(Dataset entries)
-.-.-

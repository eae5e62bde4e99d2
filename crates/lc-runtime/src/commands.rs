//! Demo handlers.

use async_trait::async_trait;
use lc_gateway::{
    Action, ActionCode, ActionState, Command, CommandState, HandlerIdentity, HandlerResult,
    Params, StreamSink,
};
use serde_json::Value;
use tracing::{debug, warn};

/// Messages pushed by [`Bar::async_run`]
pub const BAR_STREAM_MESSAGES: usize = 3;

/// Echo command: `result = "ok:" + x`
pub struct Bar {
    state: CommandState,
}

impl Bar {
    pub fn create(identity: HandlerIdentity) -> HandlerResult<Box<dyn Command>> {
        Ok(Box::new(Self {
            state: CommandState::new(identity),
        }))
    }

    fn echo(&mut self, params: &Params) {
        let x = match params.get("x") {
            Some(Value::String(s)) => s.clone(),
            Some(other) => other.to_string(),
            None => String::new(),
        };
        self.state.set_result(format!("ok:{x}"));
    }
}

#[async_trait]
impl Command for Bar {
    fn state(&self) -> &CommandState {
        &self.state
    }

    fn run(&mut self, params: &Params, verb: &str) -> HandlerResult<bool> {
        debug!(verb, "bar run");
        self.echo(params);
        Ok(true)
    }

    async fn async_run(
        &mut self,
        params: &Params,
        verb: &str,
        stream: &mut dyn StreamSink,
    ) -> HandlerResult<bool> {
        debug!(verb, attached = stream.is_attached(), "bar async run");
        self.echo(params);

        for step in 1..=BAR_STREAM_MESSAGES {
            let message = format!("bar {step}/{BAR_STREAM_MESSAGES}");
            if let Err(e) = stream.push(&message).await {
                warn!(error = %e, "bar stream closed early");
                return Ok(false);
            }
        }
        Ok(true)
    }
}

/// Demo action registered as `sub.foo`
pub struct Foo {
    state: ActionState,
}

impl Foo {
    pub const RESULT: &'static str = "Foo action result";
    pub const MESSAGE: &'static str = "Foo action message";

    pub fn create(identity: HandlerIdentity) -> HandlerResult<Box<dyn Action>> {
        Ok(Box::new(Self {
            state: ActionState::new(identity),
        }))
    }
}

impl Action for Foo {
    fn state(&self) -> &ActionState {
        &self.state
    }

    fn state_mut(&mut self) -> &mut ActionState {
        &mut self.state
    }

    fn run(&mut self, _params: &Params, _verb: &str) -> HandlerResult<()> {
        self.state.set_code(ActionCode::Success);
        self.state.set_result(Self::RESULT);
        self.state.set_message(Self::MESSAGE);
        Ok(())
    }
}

-.-.-

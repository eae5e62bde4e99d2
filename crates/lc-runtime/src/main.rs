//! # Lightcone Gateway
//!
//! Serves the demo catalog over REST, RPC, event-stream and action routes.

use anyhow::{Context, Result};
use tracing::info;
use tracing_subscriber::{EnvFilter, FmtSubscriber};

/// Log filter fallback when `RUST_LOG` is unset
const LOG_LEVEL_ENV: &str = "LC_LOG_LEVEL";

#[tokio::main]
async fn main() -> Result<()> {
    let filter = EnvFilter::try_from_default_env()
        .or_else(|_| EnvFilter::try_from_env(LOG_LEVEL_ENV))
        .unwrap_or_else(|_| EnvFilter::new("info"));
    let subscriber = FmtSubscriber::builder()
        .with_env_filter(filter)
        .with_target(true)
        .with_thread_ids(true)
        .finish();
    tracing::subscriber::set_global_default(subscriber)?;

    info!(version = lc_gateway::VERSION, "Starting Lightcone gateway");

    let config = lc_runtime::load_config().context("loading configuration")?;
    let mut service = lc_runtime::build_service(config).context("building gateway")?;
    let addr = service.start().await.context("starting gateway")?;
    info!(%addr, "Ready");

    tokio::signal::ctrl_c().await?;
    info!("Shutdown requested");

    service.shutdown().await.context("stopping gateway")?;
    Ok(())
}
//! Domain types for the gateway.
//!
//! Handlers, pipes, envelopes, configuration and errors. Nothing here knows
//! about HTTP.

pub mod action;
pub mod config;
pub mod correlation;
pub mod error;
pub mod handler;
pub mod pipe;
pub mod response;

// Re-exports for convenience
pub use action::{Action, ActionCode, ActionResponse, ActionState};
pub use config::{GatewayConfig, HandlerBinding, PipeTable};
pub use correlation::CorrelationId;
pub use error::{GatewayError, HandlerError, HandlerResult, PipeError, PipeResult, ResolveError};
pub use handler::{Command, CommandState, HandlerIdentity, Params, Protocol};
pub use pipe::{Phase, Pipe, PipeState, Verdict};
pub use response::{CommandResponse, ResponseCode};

-.-.-

(TASK): Determine how many lines in the records above have the string "FmtSubscriber". Only the number should be returned.

(RESPONSE FOR THIS EXERCISE): 2